**Instructions to follow**
For the word "placeholder", count the lines in the records below that include it and give only that number.

Collected data entries:
# # # # # # #

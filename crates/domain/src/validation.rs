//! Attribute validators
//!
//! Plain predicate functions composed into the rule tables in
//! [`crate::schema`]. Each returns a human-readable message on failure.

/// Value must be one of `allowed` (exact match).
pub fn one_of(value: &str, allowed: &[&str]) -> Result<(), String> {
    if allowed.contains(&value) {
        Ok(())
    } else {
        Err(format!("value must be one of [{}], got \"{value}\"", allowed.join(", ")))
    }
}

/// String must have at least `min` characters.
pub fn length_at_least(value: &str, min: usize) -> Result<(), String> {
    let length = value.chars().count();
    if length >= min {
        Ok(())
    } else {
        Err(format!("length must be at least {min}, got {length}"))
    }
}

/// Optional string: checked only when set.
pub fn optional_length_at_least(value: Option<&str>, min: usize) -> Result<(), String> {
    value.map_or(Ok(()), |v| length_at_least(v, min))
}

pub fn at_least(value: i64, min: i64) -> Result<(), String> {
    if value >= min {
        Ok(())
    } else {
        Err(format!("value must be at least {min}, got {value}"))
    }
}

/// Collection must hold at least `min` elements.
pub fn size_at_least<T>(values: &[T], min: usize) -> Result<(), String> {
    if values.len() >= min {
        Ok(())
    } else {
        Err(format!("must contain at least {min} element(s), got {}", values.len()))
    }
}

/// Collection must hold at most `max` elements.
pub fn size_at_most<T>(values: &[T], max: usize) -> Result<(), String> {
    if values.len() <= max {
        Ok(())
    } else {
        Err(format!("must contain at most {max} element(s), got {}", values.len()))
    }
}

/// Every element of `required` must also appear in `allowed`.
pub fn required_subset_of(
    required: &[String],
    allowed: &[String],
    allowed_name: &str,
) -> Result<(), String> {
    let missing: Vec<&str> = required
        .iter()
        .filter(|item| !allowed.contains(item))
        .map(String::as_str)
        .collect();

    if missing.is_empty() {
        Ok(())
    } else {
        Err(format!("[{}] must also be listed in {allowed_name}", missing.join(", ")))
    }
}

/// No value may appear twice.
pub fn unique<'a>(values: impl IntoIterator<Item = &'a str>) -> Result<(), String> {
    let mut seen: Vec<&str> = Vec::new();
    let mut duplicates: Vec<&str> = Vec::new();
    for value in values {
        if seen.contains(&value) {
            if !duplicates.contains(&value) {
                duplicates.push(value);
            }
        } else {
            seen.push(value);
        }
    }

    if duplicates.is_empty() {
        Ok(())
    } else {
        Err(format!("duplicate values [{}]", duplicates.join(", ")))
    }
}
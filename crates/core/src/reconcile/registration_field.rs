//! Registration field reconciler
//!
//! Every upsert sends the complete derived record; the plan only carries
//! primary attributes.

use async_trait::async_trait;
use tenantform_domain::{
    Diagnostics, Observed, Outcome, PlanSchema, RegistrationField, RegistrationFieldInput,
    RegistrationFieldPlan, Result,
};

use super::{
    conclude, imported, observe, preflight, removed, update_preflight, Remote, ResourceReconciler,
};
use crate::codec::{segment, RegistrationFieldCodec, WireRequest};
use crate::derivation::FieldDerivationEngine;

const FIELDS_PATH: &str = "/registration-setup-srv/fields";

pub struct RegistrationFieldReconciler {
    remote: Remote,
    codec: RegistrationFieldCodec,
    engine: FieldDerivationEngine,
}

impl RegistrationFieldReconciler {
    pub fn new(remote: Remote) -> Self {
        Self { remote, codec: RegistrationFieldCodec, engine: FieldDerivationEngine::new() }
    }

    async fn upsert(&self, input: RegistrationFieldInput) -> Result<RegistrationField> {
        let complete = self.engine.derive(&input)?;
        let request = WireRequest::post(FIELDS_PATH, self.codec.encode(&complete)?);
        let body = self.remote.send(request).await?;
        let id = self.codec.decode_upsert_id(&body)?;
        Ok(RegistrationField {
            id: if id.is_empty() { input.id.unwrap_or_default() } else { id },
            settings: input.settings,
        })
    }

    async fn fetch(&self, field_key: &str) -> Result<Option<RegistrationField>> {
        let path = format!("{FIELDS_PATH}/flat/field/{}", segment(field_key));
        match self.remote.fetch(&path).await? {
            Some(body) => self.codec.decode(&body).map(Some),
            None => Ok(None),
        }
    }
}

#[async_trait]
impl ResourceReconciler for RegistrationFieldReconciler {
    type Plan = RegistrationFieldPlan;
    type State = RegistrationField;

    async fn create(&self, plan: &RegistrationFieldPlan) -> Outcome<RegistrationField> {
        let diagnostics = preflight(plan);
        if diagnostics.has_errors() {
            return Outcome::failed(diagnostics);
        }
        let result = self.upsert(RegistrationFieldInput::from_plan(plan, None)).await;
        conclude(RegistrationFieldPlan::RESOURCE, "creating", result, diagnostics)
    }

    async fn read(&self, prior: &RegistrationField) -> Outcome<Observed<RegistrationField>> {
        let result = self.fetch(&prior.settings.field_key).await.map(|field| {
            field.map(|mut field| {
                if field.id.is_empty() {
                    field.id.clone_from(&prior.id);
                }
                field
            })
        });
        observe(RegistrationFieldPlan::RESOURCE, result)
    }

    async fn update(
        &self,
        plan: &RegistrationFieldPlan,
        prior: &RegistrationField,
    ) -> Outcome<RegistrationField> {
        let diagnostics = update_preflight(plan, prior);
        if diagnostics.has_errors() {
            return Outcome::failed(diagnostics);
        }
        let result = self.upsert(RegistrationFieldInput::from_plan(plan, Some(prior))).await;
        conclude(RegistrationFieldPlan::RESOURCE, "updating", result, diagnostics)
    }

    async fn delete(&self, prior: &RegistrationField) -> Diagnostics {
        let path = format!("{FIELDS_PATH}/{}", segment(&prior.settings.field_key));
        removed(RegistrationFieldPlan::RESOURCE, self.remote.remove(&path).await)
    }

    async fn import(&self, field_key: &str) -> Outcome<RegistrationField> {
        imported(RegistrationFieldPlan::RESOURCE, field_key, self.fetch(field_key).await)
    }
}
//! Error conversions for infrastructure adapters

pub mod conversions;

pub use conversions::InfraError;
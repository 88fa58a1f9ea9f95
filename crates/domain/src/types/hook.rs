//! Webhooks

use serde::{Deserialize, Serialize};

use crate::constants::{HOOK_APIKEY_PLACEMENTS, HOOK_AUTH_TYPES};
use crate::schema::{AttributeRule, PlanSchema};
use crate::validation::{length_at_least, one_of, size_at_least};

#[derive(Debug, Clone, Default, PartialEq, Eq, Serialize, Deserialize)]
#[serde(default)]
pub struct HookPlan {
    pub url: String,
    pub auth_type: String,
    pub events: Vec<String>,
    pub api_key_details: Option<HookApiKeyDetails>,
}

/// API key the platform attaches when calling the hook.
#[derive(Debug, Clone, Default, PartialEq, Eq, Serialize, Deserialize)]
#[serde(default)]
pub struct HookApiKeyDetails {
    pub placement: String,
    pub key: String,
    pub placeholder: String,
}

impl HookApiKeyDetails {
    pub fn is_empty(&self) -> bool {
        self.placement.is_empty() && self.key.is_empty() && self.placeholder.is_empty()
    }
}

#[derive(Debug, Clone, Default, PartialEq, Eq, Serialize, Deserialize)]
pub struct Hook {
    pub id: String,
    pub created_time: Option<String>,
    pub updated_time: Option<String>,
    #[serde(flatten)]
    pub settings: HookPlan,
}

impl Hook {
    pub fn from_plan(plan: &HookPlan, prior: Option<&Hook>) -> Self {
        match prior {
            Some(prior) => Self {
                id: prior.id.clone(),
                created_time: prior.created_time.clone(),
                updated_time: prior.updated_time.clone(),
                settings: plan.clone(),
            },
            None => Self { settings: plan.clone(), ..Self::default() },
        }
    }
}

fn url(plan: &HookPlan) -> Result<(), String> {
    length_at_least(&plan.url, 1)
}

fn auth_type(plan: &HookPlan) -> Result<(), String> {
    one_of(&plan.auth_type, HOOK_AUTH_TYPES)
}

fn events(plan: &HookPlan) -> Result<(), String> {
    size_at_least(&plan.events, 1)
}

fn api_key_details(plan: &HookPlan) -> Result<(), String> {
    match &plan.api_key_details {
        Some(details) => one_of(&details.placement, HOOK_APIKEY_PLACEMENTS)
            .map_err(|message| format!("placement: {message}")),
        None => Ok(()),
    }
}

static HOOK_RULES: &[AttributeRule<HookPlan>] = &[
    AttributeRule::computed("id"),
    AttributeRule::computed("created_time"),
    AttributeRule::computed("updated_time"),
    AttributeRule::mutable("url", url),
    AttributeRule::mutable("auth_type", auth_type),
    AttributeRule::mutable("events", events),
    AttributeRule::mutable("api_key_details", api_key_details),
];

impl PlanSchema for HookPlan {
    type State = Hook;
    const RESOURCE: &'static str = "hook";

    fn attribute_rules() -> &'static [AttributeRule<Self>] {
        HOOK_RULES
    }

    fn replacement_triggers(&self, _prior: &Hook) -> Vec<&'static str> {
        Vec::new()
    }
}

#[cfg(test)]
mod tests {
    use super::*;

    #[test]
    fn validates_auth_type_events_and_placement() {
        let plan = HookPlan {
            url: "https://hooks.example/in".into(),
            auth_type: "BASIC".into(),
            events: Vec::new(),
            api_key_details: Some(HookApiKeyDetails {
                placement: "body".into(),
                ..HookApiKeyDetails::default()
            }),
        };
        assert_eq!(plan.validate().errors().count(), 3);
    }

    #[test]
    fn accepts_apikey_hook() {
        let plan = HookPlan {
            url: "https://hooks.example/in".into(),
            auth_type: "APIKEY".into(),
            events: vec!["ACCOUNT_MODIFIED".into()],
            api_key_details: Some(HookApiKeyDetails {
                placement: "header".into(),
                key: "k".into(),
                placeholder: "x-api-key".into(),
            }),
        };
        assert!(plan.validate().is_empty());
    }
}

# # # # # # #

**Result of the task**
3